Task directions. Among the entries below, which lines include the string "Flag"? Show each one.

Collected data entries
//! Serialization of a [`ConfigurationRecord`].
//!
//! Three forms are produced from the same record:
//! - [`HeaderEmitter`]: the `config.h` text consumed by C builds
//! - [`JsonEmitter`]: a machine-readable report with provenance
//! - [`SummaryEmitter`]: `checking for ...` lines for humans
//!
//! Output depends only on the record. Entries follow record order, and
//! nothing time- or host-dependent is written.

use std::fs;
use std::io::{ErrorKind, Write};
use std::path::Path;

use serde::Serialize;
use tempfile::NamedTempFile;

use crate::capability::{CapabilityKind, ResolvedValue};
use crate::error::Result;
use crate::record::{ConfigurationRecord, PackageMetadata, Provenance, RecordEntry};

/// Version of the emitted formats. Bumped on any change to their layout.
pub const FORMAT_VERSION: u32 = 1;

const COMMENT_WIDTH: usize = 76;

/// Renders a record into one textual form.
pub trait Emitter {
    fn emit(&self, record: &ConfigurationRecord) -> Result<String>;
}

/// `config.h` writer.
#[derive(Debug, Clone, Default)]
pub struct HeaderEmitter {
    /// Name of the catalog the record came from, shown in the banner.
    source: Option<String>,
}

impl HeaderEmitter {
    pub fn new() -> Self {
        Self::default()
    }

    pub fn with_source(mut self, source: impl Into<String>) -> Self {
        self.source = Some(source.into());
        self
    }

    fn banner(&self, out: &mut String) {
        match &self.source {
            Some(source) => out.push_str(&format!(
                "/* config.h.  Generated from {} by cfgprobe.  */\n",
                source
            )),
            None => out.push_str("/* config.h.  Generated by cfgprobe.  */\n"),
        }
        out.push_str(&format!("/* cfgprobe header format {}.  */\n", FORMAT_VERSION));
    }

    fn package_block(&self, package: &PackageMetadata, out: &mut String) {
        let package_string = package.package_string();
        let fields: [(&str, &str, &str); 8] = [
            ("PACKAGE", "Name of package", package.tarname.as_str()),
            (
                "PACKAGE_BUGREPORT",
                "Define to the address where bug reports for this package should be sent.",
                package.bugreport.as_str(),
            ),
            ("PACKAGE_NAME", "Define to the full name of this package.", package.name.as_str()),
            (
                "PACKAGE_STRING",
                "Define to the full name and version of this package.",
                package_string.as_str(),
            ),
            (
                "PACKAGE_TARNAME",
                "Define to the one symbol short name of this package.",
                package.tarname.as_str(),
            ),
            ("PACKAGE_URL", "Define to the home page for this package.", package.url.as_str()),
            ("PACKAGE_VERSION", "Define to the version of this package.", package.version.as_str()),
            ("VERSION", "Version number of package", package.version.as_str()),
        ];
        for (name, description, value) in fields {
            out.push('\n');
            push_comment(out, description);
            out.push_str(&format!("#define {} {}\n", name, c_string(value)));
        }
    }

    fn entry(&self, entry: &RecordEntry, out: &mut String) {
        out.push('\n');
        if let Some(description) = &entry.description {
            push_comment(out, description);
        }
        match (definition(entry), entry.guarded) {
            (Some(value), true) => out.push_str(&format!(
                "#ifndef {name}\n# define {name} {value}\n#endif\n",
                name = entry.name
            )),
            (Some(value), false) => out.push_str(&format!("#define {} {}\n", entry.name, value)),
            (None, _) => out.push_str(&format!("/* #undef {} */\n", entry.name)),
        }
    }
}

impl Emitter for HeaderEmitter {
    fn emit(&self, record: &ConfigurationRecord) -> Result<String> {
        let mut out = String::new();
        self.banner(&mut out);
        self.package_block(&record.package, &mut out);
        for entry in record.entries() {
            self.entry(entry, &mut out);
        }
        Ok(out)
    }
}

/// The right-hand side of `#define NAME ...`, or `None` for a commented `#undef`.
fn definition(entry: &RecordEntry) -> Option<String> {
    match &entry.value {
        ResolvedValue::Flag(true) => Some("1".to_string()),
        // Declarations always carry a literal; presence kinds never emit 0.
        ResolvedValue::Flag(false) if entry.kind == CapabilityKind::Declaration => {
            Some("0".to_string())
        }
        ResolvedValue::Flag(false) | ResolvedValue::Undefined => None,
        ResolvedValue::Integer(v) => Some(v.to_string()),
        ResolvedValue::Text(s) => Some(c_string(s)),
    }
}

/// Quote as a C string literal.
pub fn c_string(s: &str) -> String {
    let mut out = String::with_capacity(s.len() + 2);
    out.push('"');
    for c in s.chars() {
        match c {
            '"' => out.push_str("\\\""),
            '\\' => out.push_str("\\\\"),
            '\n' => out.push_str("\\n"),
            '\t' => out.push_str("\\t"),
            c if c.is_control() => out.push_str(&format!("\\{:03o}", c as u32)),
            c => out.push(c),
        }
    }
    out.push('"');
    out
}

/// `/* text */`, word-wrapped with continuation lines indented to the text.
fn push_comment(out: &mut String, text: &str) {
    let mut line = String::from("/*");
    let mut line_has_words = false;
    for word in text.split_whitespace() {
        if line_has_words && line.len() + 1 + word.len() > COMMENT_WIDTH {
            out.push_str(&line);
            out.push('\n');
            line = String::from("  ");
        }
        line.push(' ');
        line.push_str(word);
        line_has_words = true;
    }
    out.push_str(&line);
    out.push_str(" */\n");
}

#[derive(Serialize)]
struct Report<'a> {
    format_version: u32,
    generator: &'static str,
    digest: String,
    package: &'a PackageMetadata,
    #[serde(skip_serializing_if = "Option::is_none")]
    toolchain: Option<&'a str>,
    entries: &'a [RecordEntry],
}

/// Pretty-printed JSON report.
#[derive(Debug, Clone, Copy, Default)]
pub struct JsonEmitter;

impl Emitter for JsonEmitter {
    fn emit(&self, record: &ConfigurationRecord) -> Result<String> {
        let report = Report {
            format_version: FORMAT_VERSION,
            generator: concat!("cfgprobe ", env!("CARGO_PKG_VERSION")),
            digest: record.digest(),
            package: &record.package,
            toolchain: record.toolchain.as_deref(),
            entries: record.entries(),
        };
        let mut json = serde_json::to_string_pretty(&report)?;
        json.push('\n');
        Ok(json)
    }
}

/// One `checking ...` line per probed capability.
#[derive(Debug, Clone, Copy, Default)]
pub struct SummaryEmitter;

impl SummaryEmitter {
    fn question(entry: &RecordEntry) -> Option<String> {
        let subject = if entry.subject.is_empty() {
            entry.name.as_str()
        } else {
            entry.subject.as_str()
        };
        match entry.kind {
            CapabilityKind::Header | CapabilityKind::Function => {
                Some(format!("checking for {}", subject))
            }
            CapabilityKind::Declaration => Some(format!("checking whether {} is declared", subject)),
            CapabilityKind::Behavioral => Some(format!("checking for working {}", subject)),
            CapabilityKind::Integer => Some(format!("checking value of {}", subject)),
            CapabilityKind::Define => None,
        }
    }

    fn answer(entry: &RecordEntry) -> String {
        let value = match &entry.value {
            ResolvedValue::Text(s) => s.clone(),
            ResolvedValue::Undefined if entry.kind == CapabilityKind::Integer => {
                "unknown".to_string()
            }
            other => other.to_string(),
        };
        match &entry.provenance {
            Provenance::Probed | Provenance::Declared => value,
            Provenance::Override => format!("{} (override)", value),
            Provenance::Propagated { missing } => {
                format!("{} (requires {})", value, missing.join(", "))
            }
            Provenance::Defaulted => format!("{} (default, probe inconclusive)", value),
            Provenance::CoercedAbsent => format!("{} (probe inconclusive)", value),
        }
    }
}

impl Emitter for SummaryEmitter {
    fn emit(&self, record: &ConfigurationRecord) -> Result<String> {
        let mut out = String::new();
        for entry in record.entries() {
            if let Some(question) = Self::question(entry) {
                out.push_str(&format!("{}... {}\n", question, Self::answer(entry)));
            }
        }
        Ok(out)
    }
}

/// Result of [`write_if_changed`].
#[derive(Debug, Clone, Copy, PartialEq, Eq)]
pub enum WriteOutcome {
    Written,
    /// The file already held identical content and was not touched.
    Unchanged,
}

/// Atomically replace `path` with `content` unless it already matches.
///
/// The new content goes to a temporary file in the same directory and is
/// renamed into place, so readers never observe a partial file.
pub fn write_if_changed(path: &Path, content: &str) -> Result<WriteOutcome> {
    match fs::read(path) {
        Ok(existing) if existing == content.as_bytes() => return Ok(WriteOutcome::Unchanged),
        Ok(_) => {}
        Err(e) if e.kind() == ErrorKind::NotFound => {}
        Err(e) => return Err(e.into()),
    }

    let dir = match path.parent() {
        Some(parent) if !parent.as_os_str().is_empty() => parent,
        _ => Path::new("."),
    };
    fs::create_dir_all(dir)?;

    let mut tmp = NamedTempFile::new_in(dir)?;
    tmp.write_all(content.as_bytes())?;
    tmp.as_file().sync_all()?;
    tmp.persist(path).map_err(|e| e.error)?;
    Ok(WriteOutcome::Written)
}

Written answer.
        ResolvedValue::Flag(true) => Some("1".to_string()),
        ResolvedValue::Flag(false) if entry.kind == CapabilityKind::Declaration => {
        ResolvedValue::Flag(false) | ResolvedValue::Undefined => None,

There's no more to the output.